Regional Assessments of Aquatic Intactness: Sensitivity of Inferences to Differences in Data Sources, Scoring, and Aggregation

Charged with managing over one-quarter of land in the United States (> 2.5 million km2), federal land management agencies are increasingly prioritizing restoration, conservation, and development through regional assessments of aquatic intactness (e.g. see the BLM’s new public land rule). Such assessments seek to infer ecological integrity (e.g., water quality, habitat connectivity, biological condition) from readily accessible measurements of land uses and surface disturbances. While ideally these assessments would be driven by direct measures of ecological condition using field data, the cost and scale of these analyses frequently prevent use of field data alone. Additionally, field data does not include information on large scale anthropogenic threats to aquatic intactness such as percent of the watershed with agricultural land use, which are critical to consider when prioritizing management actions. Despite rising popularity, neither the accuracy nor the comparability of regional desktop based aquatic assessments have been well tested, and no standard framework for their construction has emerged.
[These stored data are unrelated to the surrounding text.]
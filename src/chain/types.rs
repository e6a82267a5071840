//! Chain-specific types and error definitions.

use alloy::primitives::Address;
use thiserror::Error;

pub use crate::config::schema::ChainConfig;

/// Chain ID type for strong typing.
#[derive(Debug, Clone, Copy, PartialEq, Eq, Hash)]
pub struct ChainId(pub u64);

impl From<u64> for ChainId {
    fn from(id: u64) -> Self {
        Self(id)
    }
}

impl From<ChainId> for u64 {
    fn from(id: ChainId) -> Self {
        id.0
    }
}

/// The connected wallet account, as supplied by the wallet collaborator.
///
/// Appears on connect, is cleared on disconnect or chain switch. This layer
/// never creates or mutates one on its own.
#[derive(Debug, Clone, Copy, PartialEq, Eq)]
pub struct Account {
    pub address: Address,
    pub chain_id: u64,
}

impl Account {
    pub fn new(address: Address, chain_id: u64) -> Self {
        Self { address, chain_id }
    }

    /// Whether the account is on the expected chain.
    pub fn is_on_chain(&self, chain_id: u64) -> bool {
        self.chain_id == chain_id
    }
}

/// Latest observed block data, used for timestamp-based calculations
/// instead of the client clock.
#[derive(Debug, Clone, Copy, PartialEq, Eq)]
pub struct BlockInfo {
    pub number: u64,
    pub timestamp: u64,
}

/// Errors that can occur during blockchain operations.
#[derive(Debug, Error)]
pub enum ChainError {
    /// RPC connection or request failed.
    #[error("RPC error: {0}")]
    Rpc(String),

    /// RPC request timed out.
    #[error("RPC timeout after {0} seconds")]
    Timeout(u64),

    /// Transport-level failure from the provider.
    #[error("transport error: {0}")]
    Transport(#[from] alloy::transports::TransportError),

    /// A typed contract call failed (revert, decode error, transport).
    #[error("contract call failed: {0}")]
    Contract(#[from] alloy::contract::Error),

    /// Transaction was not confirmed within the configured bound.
    #[error("transaction not confirmed after {0} seconds")]
    ConfirmationTimeout(u64),

    /// Signer or transaction building error.
    #[error("wallet error: {0}")]
    Wallet(String),

    /// Gas price exceeded the configured maximum.
    #[error("gas price {current_gwei} gwei exceeds maximum {max_gwei} gwei")]
    GasPriceTooHigh { current_gwei: u64, max_gwei: u64 },

    /// Chain configuration mismatch.
    #[error("chain ID mismatch: expected {expected}, got {actual}")]
    ChainMismatch { expected: u64, actual: u64 },
}

/// Result type for blockchain operations.
pub type ChainResult<T> = Result<T, ChainError>;

#[cfg(test)]
mod tests {
    use super::*;

    #[test]
    fn test_chain_id_conversion() {
        let chain_id = ChainId::from(8453u64);
        assert_eq!(chain_id.0, 8453);
        assert_eq!(u64::from(chain_id), 8453);
    }

    #[test]
    fn test_account_chain_check() {
        let account = Account::new(Address::ZERO, 8453);
        assert!(account.is_on_chain(8453));
        assert!(!account.is_on_chain(1));
    }

    #[test]
    fn test_error_display() {
        let err = ChainError::Timeout(10);
        assert_eq!(err.to_string(), "RPC timeout after 10 seconds");

        let err = ChainError::GasPriceTooHigh {
            current_gwei: 600,
            max_gwei: 500,
        };
        assert!(err.to_string().contains("600"));
    }
}
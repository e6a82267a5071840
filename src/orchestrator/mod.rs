//! Transaction orchestration subsystem.
//!
//! # Data Flow
//! ```text
//! PendingAction
//!     → slot.rs (one in-flight submission per action slot)
//!     → validation (pure, against the current snapshot)
//!     → approval.rs (allowance gate for token-moving actions)
//!     → chain::writer (gas estimate, sign, broadcast, receipt)
//!     → notify.rs (pending / success / failure events)
//!     → state refresh + estimation invalidation on confirmation
//! ```
//!
//! # Design Decisions
//! - Pre-signature steps may abort; a broadcast transaction never does
//! - Every terminal state releases its slot, so retry needs no reload
//! - User rejection is detected from the error cause chain and surfaced
//!   as a neutral notification, not an alarm

pub mod approval;
pub mod engine;
pub mod notify;
pub mod slot;
pub mod types;

pub use approval::{AllowanceStatus, ApprovalRequirement};
pub use engine::Orchestrator;
pub use notify::{FailureReason, Notification, NotificationSink, TracingSink};
pub use slot::{SlotPhase, SlotRegistry, TerminalKind};
pub use types::{is_user_rejection, OrchestratorError, TxOutcome};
For this project we will review regional assessments of aquatic intactness conducted to date in the U.S. based on primarily GIS data and compare assessments from the upper Colorado River basin to compare how differences in scope, data types, and methods of scoring and aggregation can affect final assessment outcomes. We will attempt to validate assessment results for this region by assessing how strongly field measures of biological condition are associated with desktop based aquatic intactness scores. Our comparisons should:

  1. Highlight for practitioners the diversity of regional assessment approaches actively in use and their salient differences
  2. Demonstrate that choices related to data inputs, scoring, weighting, and aggregation have strong impacts on assessment scores
  3. Promote improved accuracy and comparability in future assessments
  4. Identify and encourage the use of best practices when developing and applying regional assessments.